Segment Start: RECORDED DATA

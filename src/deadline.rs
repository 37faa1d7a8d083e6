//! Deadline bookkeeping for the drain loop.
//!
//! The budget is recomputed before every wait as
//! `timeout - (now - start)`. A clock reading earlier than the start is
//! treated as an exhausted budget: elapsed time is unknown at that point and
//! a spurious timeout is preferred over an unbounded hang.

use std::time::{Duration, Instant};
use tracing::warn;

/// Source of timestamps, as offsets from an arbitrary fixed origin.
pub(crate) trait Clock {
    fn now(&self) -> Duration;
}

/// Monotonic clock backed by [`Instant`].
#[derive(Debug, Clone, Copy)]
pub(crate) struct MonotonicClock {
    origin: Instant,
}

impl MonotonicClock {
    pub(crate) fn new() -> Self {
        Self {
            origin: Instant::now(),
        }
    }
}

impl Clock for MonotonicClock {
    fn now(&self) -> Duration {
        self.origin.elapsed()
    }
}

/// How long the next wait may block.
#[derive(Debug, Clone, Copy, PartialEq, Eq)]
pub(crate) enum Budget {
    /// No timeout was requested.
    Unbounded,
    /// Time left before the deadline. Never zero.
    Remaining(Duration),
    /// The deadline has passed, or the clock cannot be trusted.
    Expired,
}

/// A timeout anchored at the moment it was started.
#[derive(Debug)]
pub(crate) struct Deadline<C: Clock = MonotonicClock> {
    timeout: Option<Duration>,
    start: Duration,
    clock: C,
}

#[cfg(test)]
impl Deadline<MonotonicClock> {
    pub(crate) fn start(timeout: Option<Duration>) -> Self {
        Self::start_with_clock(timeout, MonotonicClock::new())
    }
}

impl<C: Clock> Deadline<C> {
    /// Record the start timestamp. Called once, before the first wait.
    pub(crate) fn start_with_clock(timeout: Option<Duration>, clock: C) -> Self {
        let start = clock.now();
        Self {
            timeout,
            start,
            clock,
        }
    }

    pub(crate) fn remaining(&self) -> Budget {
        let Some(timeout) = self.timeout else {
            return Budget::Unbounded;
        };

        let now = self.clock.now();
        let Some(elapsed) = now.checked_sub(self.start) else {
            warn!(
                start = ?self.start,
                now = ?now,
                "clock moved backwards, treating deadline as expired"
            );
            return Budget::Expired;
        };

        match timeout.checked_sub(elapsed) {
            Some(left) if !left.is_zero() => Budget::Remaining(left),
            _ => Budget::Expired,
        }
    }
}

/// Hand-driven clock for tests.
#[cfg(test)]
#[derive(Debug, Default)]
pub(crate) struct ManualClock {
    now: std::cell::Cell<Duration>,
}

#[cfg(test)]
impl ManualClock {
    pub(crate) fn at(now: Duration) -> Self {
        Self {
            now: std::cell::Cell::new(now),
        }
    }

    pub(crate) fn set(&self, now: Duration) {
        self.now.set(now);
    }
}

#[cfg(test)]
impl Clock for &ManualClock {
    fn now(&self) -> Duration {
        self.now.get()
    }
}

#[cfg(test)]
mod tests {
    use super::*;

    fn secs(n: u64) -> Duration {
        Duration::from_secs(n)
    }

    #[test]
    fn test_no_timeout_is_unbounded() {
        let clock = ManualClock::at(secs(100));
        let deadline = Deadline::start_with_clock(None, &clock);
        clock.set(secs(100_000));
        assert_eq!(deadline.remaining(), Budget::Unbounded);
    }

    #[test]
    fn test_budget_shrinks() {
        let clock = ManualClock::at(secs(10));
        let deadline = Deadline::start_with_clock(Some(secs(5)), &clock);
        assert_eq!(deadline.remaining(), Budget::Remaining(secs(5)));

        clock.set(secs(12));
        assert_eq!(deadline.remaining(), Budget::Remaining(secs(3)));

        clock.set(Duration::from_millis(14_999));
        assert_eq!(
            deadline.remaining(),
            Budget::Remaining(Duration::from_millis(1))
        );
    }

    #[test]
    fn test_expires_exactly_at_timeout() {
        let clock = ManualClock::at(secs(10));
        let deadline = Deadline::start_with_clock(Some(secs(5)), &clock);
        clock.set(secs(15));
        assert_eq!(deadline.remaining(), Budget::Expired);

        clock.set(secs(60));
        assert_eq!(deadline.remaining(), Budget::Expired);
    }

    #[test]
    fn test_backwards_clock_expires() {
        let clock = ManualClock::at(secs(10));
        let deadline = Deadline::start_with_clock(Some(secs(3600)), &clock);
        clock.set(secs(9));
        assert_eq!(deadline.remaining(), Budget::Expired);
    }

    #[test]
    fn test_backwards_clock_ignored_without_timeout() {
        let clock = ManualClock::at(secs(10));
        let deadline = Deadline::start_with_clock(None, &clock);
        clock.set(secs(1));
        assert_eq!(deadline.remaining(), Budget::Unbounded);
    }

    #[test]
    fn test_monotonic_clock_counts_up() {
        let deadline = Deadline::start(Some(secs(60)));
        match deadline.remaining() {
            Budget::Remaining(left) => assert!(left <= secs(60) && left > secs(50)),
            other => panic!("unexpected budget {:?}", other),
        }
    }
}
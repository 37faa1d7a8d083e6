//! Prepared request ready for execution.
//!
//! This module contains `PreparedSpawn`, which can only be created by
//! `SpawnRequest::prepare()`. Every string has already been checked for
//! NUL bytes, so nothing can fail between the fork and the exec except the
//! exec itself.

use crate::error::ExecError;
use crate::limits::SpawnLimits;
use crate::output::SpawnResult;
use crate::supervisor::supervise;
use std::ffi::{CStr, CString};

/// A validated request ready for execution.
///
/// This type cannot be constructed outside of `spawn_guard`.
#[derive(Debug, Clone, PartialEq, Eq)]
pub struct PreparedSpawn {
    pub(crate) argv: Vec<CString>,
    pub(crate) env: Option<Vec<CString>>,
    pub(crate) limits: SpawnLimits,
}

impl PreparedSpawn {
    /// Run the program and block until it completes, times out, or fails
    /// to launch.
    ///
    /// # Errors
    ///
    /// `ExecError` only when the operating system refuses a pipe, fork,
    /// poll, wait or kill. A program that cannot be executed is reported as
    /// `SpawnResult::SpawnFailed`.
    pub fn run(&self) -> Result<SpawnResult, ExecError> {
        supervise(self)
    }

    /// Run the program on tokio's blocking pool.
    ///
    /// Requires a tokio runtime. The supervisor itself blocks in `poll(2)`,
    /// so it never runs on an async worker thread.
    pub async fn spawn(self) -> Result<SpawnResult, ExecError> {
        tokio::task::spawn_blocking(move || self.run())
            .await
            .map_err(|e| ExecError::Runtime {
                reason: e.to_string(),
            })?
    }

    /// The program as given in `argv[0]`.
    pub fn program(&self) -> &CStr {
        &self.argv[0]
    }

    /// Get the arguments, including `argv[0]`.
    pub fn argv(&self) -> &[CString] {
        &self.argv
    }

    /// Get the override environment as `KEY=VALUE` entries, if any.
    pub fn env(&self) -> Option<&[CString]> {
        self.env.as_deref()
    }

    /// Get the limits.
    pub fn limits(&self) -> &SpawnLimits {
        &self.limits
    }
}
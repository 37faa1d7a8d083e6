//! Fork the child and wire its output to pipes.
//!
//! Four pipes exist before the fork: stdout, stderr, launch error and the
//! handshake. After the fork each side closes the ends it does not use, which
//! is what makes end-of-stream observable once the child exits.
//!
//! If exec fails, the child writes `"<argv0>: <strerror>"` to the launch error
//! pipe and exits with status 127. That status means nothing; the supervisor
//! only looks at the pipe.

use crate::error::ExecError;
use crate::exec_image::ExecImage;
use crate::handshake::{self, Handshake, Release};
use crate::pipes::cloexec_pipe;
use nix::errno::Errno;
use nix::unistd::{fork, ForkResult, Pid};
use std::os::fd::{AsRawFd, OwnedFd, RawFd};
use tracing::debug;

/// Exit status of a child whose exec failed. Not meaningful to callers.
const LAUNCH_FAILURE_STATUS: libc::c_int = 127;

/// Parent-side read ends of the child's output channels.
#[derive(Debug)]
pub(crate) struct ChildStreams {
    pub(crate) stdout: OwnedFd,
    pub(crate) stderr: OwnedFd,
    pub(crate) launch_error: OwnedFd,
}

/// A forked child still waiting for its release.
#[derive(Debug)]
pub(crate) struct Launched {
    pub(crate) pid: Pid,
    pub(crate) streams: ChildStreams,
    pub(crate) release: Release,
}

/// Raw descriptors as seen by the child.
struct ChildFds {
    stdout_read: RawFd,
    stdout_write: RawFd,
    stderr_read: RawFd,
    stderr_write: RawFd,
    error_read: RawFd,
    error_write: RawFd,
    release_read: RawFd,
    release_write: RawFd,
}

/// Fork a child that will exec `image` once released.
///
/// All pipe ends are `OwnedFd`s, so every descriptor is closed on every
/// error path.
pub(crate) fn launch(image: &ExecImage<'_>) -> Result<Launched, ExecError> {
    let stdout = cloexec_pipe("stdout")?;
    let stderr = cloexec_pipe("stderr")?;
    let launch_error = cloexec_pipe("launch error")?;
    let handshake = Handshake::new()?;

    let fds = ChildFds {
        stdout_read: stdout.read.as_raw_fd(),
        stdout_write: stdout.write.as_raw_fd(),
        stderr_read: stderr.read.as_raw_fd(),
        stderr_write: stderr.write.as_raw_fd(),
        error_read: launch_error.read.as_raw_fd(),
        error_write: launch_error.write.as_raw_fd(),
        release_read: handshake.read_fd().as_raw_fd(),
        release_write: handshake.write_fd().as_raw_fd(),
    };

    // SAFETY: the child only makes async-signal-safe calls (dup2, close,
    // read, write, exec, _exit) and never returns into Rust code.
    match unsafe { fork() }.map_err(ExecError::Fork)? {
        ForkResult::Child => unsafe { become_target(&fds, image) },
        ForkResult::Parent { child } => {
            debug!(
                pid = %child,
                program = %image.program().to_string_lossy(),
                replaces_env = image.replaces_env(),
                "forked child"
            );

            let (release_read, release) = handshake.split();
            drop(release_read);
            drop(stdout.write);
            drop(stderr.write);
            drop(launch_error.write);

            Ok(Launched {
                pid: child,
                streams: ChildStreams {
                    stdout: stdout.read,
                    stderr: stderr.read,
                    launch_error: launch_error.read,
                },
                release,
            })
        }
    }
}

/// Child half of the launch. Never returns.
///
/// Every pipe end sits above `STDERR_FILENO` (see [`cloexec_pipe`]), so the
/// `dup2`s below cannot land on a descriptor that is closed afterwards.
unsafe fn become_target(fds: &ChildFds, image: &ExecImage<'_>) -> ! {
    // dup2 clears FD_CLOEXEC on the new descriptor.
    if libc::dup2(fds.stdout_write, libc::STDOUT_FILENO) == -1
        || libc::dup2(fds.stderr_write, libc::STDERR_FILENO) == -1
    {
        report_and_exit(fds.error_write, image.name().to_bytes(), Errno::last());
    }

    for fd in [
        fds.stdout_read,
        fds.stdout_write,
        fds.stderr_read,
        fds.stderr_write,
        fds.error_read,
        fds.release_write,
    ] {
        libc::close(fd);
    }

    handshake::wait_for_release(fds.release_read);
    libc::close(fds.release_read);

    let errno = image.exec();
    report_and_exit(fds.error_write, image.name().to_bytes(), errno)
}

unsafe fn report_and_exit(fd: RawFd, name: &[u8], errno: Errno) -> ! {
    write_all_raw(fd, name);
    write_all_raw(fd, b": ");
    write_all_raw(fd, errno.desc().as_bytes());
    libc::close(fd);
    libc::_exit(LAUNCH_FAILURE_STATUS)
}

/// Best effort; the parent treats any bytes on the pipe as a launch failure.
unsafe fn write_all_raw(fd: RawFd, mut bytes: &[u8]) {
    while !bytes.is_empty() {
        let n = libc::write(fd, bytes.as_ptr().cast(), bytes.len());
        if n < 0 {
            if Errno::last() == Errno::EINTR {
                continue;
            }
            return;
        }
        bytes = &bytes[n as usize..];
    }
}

Segment End: RECORDED DATA

REQUIRED WORK:
Copy the lines that hold the word "MonotonicClock". Take them from the records above.

RESPONSE BOX:
pub(crate) struct MonotonicClock {
impl MonotonicClock {
impl Clock for MonotonicClock {
pub(crate) struct Deadline<C: Clock = MonotonicClock> {
impl Deadline<MonotonicClock> {
        Self::start_with_clock(timeout, MonotonicClock::new())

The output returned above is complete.